More crucially for the future of this balance, though, there’s the “gun.” China has without question used pipelines and hydrocarbon rents as the primary glue for its relationships in the region. Yet China also has significant military aspirations and security fears, especially in a neighborhood that is seen a necessary buffer between Afghanistan and China’s western territories, home to non-Han minorities who have felt the full force of China’s repressive machinery.
Under an emboldened President Xi Jinping, China has loosened its interpretation of non-interference and moved past Deng Xiaoping’s recommendation that China should hide its strength, bide its time and “never claim leadership.” China has demanded a greater role on the geopolitical stage and expanded its security footprint abroad, including in Central Asia. That’s through private security actors protecting Chinese assets — economic interests are rarely isolated — but also military aid, exercises and, in Tajikistan, troops monitoring a choke point just beyond China’s frontier. Last year, Tajikistan accepted a Chinese proposal to finance a police base on the Tajik-Afghan border.
China has increased its regional security cooperation with the Shanghai Cooperation Organization, which includes Russia, but also, since 2016, with the Quadrilateral Cooperation and Coordination Mechanism, a counterterrorism forum that counts Afghanistan, Pakistan and Tajikistan.
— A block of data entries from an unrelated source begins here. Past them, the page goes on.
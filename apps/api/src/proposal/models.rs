//! Request / response types for proposal generation.

use serde::{Deserialize, Deserializer, Serialize, Serializer};

use crate::errors::AppError;

pub const MIN_TARGET_LENGTH: u32 = 150;
pub const MAX_TARGET_LENGTH: u32 = 450;
pub const DEFAULT_TARGET_LENGTH: u32 = 250;
/// Slider granularity on the client. Not enforced server-side.
pub const TARGET_LENGTH_STEP: u32 = 50;

/// Writing style selector. Drives the opening sentence.
///
/// Unknown tone strings deserialize to `Generic` rather than failing, so older
/// or custom clients still get a proposal with the fallback opening.
#[derive(Debug, Clone, Copy, Default, PartialEq, Eq, Hash, Serialize, Deserialize)]
#[serde(rename_all = "lowercase")]
pub enum Tone {
    #[default]
    Professional,
    Conversational,
    Technical,
    #[serde(other)]
    Generic,
}

impl Tone {
    /// Tones offered to the user. `Generic` is fallback-only.
    pub const SELECTABLE: [Tone; 3] = [Tone::Professional, Tone::Conversational, Tone::Technical];

    pub fn as_str(&self) -> &'static str {
        match self {
            Tone::Professional => "professional",
            Tone::Conversational => "conversational",
            Tone::Technical => "technical",
            Tone::Generic => "generic",
        }
    }
}

/// Freelance marketplace the proposal is addressed to.
///
/// Values outside the known set are kept verbatim in `Other` and echoed back
/// in the closing line.
#[derive(Debug, Clone, Default, PartialEq, Eq, Hash)]
pub enum Platform {
    #[default]
    Upwork,
    Fiverr,
    Freelancer,
    PeoplePerHour,
    Other(String),
}

impl Platform {
    /// Options offered by the form, ending with the catch-all "other".
    pub fn selectable() -> Vec<Platform> {
        vec![
            Platform::Upwork,
            Platform::Fiverr,
            Platform::Freelancer,
            Platform::PeoplePerHour,
            Platform::Other("other".to_string()),
        ]
    }

    pub fn as_str(&self) -> &str {
        match self {
            Platform::Upwork => "upwork",
            Platform::Fiverr => "fiverr",
            Platform::Freelancer => "freelancer",
            Platform::PeoplePerHour => "peopleperhour",
            Platform::Other(raw) => raw,
        }
    }
}

impl From<String> for Platform {
    fn from(raw: String) -> Self {
        match raw.as_str() {
            "upwork" => Platform::Upwork,
            "fiverr" => Platform::Fiverr,
            "freelancer" => Platform::Freelancer,
            "peopleperhour" => Platform::PeoplePerHour,
            _ => Platform::Other(raw),
        }
    }
}

impl Serialize for Platform {
    fn serialize<S: Serializer>(&self, serializer: S) -> Result<S::Ok, S::Error> {
        serializer.serialize_str(self.as_str())
    }
}

impl<'de> Deserialize<'de> for Platform {
    fn deserialize<D: Deserializer<'de>>(deserializer: D) -> Result<Self, D::Error> {
        String::deserialize(deserializer).map(Platform::from)
    }
}

/// Display bucket for a target word count.
#[derive(Debug, Clone, Copy, PartialEq, Eq, Serialize, Deserialize)]
pub enum LengthLabel {
    Short,
    Standard,
    Detailed,
    Comprehensive,
}

impl LengthLabel {
    pub fn for_length(words: u32) -> Self {
        match words {
            0..=150 => LengthLabel::Short,
            151..=250 => LengthLabel::Standard,
            251..=350 => LengthLabel::Detailed,
            _ => LengthLabel::Comprehensive,
        }
    }
}

/// A single proposal submission. Constructed per request, never stored.
#[derive(Debug, Clone, PartialEq, Serialize, Deserialize)]
#[serde(rename_all = "camelCase")]
pub struct ProposalRequest {
    /// Missing URLs deserialize as empty so `validate` can reject them.
    #[serde(default)]
    pub job_url: String,
    #[serde(default)]
    pub tone: Tone,
    #[serde(default)]
    pub platform: Platform,
    #[serde(default)]
    pub custom_instructions: Option<String>,
    #[serde(default)]
    pub target_length: Option<u32>,
}

impl ProposalRequest {
    pub fn target_length(&self) -> u32 {
        self.target_length.unwrap_or(DEFAULT_TARGET_LENGTH)
    }

    /// Custom instructions. Only an empty string counts as absent; whitespace is kept verbatim.
    pub fn custom_instructions(&self) -> Option<&str> {
        self.custom_instructions
            .as_deref()
            .filter(|text| !text.is_empty())
    }

    pub fn length_label(&self) -> LengthLabel {
        LengthLabel::for_length(self.target_length())
    }

    /// Form-level checks run before a request reaches a backend.
    ///
    /// Platform membership of the URL is NOT checked here; that is the
    /// synthesizer's job and surfaces as a failed generation.
    pub fn validate(&self) -> Result<(), AppError> {
        if self.job_url.trim().is_empty() {
            return Err(AppError::Validation(
                "Please enter a job URL to continue.".to_string(),
            ));
        }

        if let Some(words) = self.target_length {
            if !(MIN_TARGET_LENGTH..=MAX_TARGET_LENGTH).contains(&words) {
                return Err(AppError::Validation(format!(
                    "targetLength must be between {MIN_TARGET_LENGTH} and {MAX_TARGET_LENGTH} words (got {words})"
                )));
            }
        }

        Ok(())
    }
}

#[cfg(test)]
impl ProposalRequest {
    pub fn new(job_url: impl Into<String>, tone: Tone, platform: Platform) -> Self {
        Self {
            job_url: job_url.into(),
            tone,
            platform,
            custom_instructions: None,
            target_length: None,
        }
    }

    pub fn with_target_length(mut self, words: u32) -> Self {
        self.target_length = Some(words);
        self
    }

    pub fn with_custom_instructions(mut self, text: impl Into<String>) -> Self {
        self.custom_instructions = Some(text.into());
        self
    }
}

#[derive(Debug, Clone, Serialize, Deserialize)]
#[serde(rename_all = "camelCase")]
pub struct ProposalResponse {
    pub proposal_text: String,
    pub length_label: LengthLabel,
}

#[cfg(test)]
mod tests {
    use super::*;

    #[test]
    fn test_request_deserializes_from_camel_case() {
        let json = serde_json::json!({
            "jobUrl": "https://www.upwork.com/jobs/~1",
            "tone": "technical",
            "platform": "fiverr",
            "customInstructions": "Mention my Rust work",
            "targetLength": 300
        });
        let request: ProposalRequest = serde_json::from_value(json).unwrap();
        assert_eq!(request.tone, Tone::Technical);
        assert_eq!(request.platform, Platform::Fiverr);
        assert_eq!(request.target_length(), 300);
        assert_eq!(request.custom_instructions(), Some("Mention my Rust work"));
    }

    #[test]
    fn test_optional_fields_default() {
        let json = serde_json::json!({ "jobUrl": "https://www.fiverr.com/x" });
        let request: ProposalRequest = serde_json::from_value(json).unwrap();
        assert_eq!(request.tone, Tone::Professional);
        assert_eq!(request.platform, Platform::Upwork);
        assert_eq!(request.target_length(), DEFAULT_TARGET_LENGTH);
        assert!(request.custom_instructions().is_none());
    }

    #[test]
    fn test_unknown_tone_falls_back_to_generic() {
        let tone: Tone = serde_json::from_str(r#""pirate""#).unwrap();
        assert_eq!(tone, Tone::Generic);
    }

    #[test]
    fn test_unknown_platform_is_other() {
        let platform: Platform = serde_json::from_str(r#""toptal""#).unwrap();
        assert_eq!(platform, Platform::Other("toptal".to_string()));
        assert_eq!(serde_json::to_string(&platform).unwrap(), r#""toptal""#);
        let platform: Platform = serde_json::from_str(r#""peopleperhour""#).unwrap();
        assert_eq!(platform, Platform::PeoplePerHour);
    }

    #[test]
    fn test_only_empty_custom_instructions_are_absent() {
        let base = ProposalRequest::new("https://upwork.com/j", Tone::Professional, Platform::Upwork);
        assert!(base.clone().with_custom_instructions("").custom_instructions().is_none());
        assert_eq!(
            base.with_custom_instructions("   ").custom_instructions(),
            Some("   ")
        );
    }

    #[test]
    fn test_missing_job_url_fails_validation() {
        let request: ProposalRequest =
            serde_json::from_value(serde_json::json!({ "tone": "technical" })).unwrap();
        assert!(request.job_url.is_empty());
        match request.validate() {
            Err(AppError::Validation(msg)) => assert_eq!(msg, "Please enter a job URL to continue."),
            other => panic!("expected validation error, got {other:?}"),
        }
    }

    #[test]
    fn test_length_labels() {
        assert_eq!(LengthLabel::for_length(150), LengthLabel::Short);
        assert_eq!(LengthLabel::for_length(200), LengthLabel::Standard);
        assert_eq!(LengthLabel::for_length(250), LengthLabel::Standard);
        assert_eq!(LengthLabel::for_length(350), LengthLabel::Detailed);
        assert_eq!(LengthLabel::for_length(400), LengthLabel::Comprehensive);
    }

    #[test]
    fn test_validate_rejects_blank_url() {
        let request = ProposalRequest::new("  ", Tone::Professional, Platform::Upwork);
        assert!(matches!(request.validate(), Err(AppError::Validation(_))));
    }

    #[test]
    fn test_validate_rejects_out_of_range_length() {
        let base = ProposalRequest::new("https://upwork.com/j", Tone::Professional, Platform::Upwork);
        assert!(base.clone().with_target_length(100).validate().is_err());
        assert!(base.clone().with_target_length(500).validate().is_err());
        assert!(base.clone().with_target_length(150).validate().is_ok());
        assert!(base.with_target_length(450).validate().is_ok());
    }

    #[test]
    fn test_validate_does_not_check_platform() {
        let request = ProposalRequest::new("https://example.com/job", Tone::Professional, Platform::Upwork);
        assert!(request.validate().is_ok());
    }
}
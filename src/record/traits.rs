use crate::core::{FromValue, Result, Value};

use super::DynamicMap;

/// An immutable record made of a dynamic key/value mapping plus any
/// fields the implementing type declares itself.
///
/// Implementors provide access to their mapping and a copy constructor,
/// [`rebuild`](DynamicRecord::rebuild), that produces the same concrete
/// type with a replacement mapping and every declared field copied from
/// `self`. All updating operations go through it, so they return `Self`
/// and never reset declared fields.
///
/// The trait is usually derived:
///
/// ```
/// use dynobj::{DynamicMap, DynamicRecord};
///
/// #[derive(DynamicRecord, Debug, Clone, Default, PartialEq, Eq)]
/// struct Tagged {
///     label: i64,
///     #[dynamic]
///     entries: DynamicMap,
/// }
///
/// # fn main() -> dynobj::Result<()> {
/// let tagged = Tagged { label: 100500, ..Default::default() };
/// let next = tagged.with_entry("aaa", 5)?.without_entry("aaa");
///
/// assert_eq!(next.label, 100500);
/// assert_eq!(next, tagged);
/// # Ok(())
/// # }
/// ```
pub trait DynamicRecord: Sized {
    /// The dynamic part of the record.
    fn entries(&self) -> &DynamicMap;

    /// Same concrete record, new mapping, declared fields copied.
    fn rebuild(&self, entries: DynamicMap) -> Self;

    /// Copy with `key` set to `value`, replacing any previous value.
    fn with_entry(&self, key: impl Into<String>, value: impl Into<Value>) -> Result<Self> {
        let entries = self.entries().with_entry(key, value)?;
        Ok(self.rebuild(entries))
    }

    /// Copy without `key`. Removing a missing key is not an error.
    fn without_entry(&self, key: &str) -> Self {
        self.rebuild(self.entries().without_entry(key))
    }

    fn add_item(&self, key: impl Into<String>, value: impl Into<Value>) -> Result<Self> {
        self.with_entry(key, value)
    }

    fn remove_item(&self, key: &str) -> Self {
        self.without_entry(key)
    }

    fn with_entries<I, K, V>(&self, entries: I) -> Result<Self>
    where
        I: IntoIterator<Item = (K, V)>,
        K: Into<String>,
        V: Into<Value>,
    {
        let entries = self.entries().with_entries(entries)?;
        Ok(self.rebuild(entries))
    }

    fn without_entries<I, K>(&self, keys: I) -> Self
    where
        I: IntoIterator<Item = K>,
        K: AsRef<str>,
    {
        self.rebuild(self.entries().without_entries(keys))
    }

    /// Value stored under `key`, or `KeyNotFound`.
    fn lookup(&self, key: &str) -> Result<&Value> {
        self.entries().lookup(key)
    }

    fn lookup_as<T: FromValue>(&self, key: &str) -> Result<T> {
        self.entries().lookup_as(key)
    }

    fn get(&self, key: &str) -> Option<&Value> {
        self.entries().get(key)
    }

    fn contains_key(&self, key: &str) -> bool {
        self.entries().contains_key(key)
    }

    fn len(&self) -> usize {
        self.entries().len()
    }

    fn is_empty(&self) -> bool {
        self.entries().is_empty()
    }
}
Beijing’s concerns have only increased since the U.S. departure from Afghanistan. None of that will comfort Russia.
Moreover, Kazakhstan’s troubles may prompt Beijing to reassess its vulnerability, given the importance of this vast neighbor which is also an important supplier of uranium, oil, gas and copper — it’s no accident that China chose Kazakhstan to launch its flagship Belt and Road in 2013.
As Temur Umarov at Carnegie Moscow Center pointed out to me, China has limited ability to interfere in Kazakh domestic politics. In that domain, for all the ties between China and the elites (with whom it remains more popular than with a more distrusting general population), Moscow has the upper hand. Putin still has more in common with local bigwigs than Xi does, giving him the confidence to step in and pick sides. China could only wait and see.
But it’s less clear what could happen if China’s interests and substantial investments were threatened. Tokayev, who was handpicked by Kazakhstan’s long-time leader Nursultan Nazarbayev, is now changing the elite guard after ousting his former protector. And as Alexander Cooley, a Barnard College political scientist and Central Asia-watcher, told me, the detention last week of Karim Massimov on state treason charges will have rattled Beijing. A former prime minister who was until recently head of the National Security Committee, Massimov is a Nazarbayev loyalist, but he is of Uyghur heritage, speaks Mandarin Chinese and was seen as the uppermost representative of the China lobby.
None of this suggests conflict in the region or even the Great Game scramble some analysts describe. China and Russia are still autocratic regimes with similar interests, not least in preserving stability, and the timely exit of Russian-led troops from Kazakhstan will reassure. Countries like Kazakhstan will continue to aim for a diplomatic balance. But Russia's economic capacity to prop up regimes is not increasing. And with changes in the wind, China may no longer wish to remain sitting on the political and security sidelines.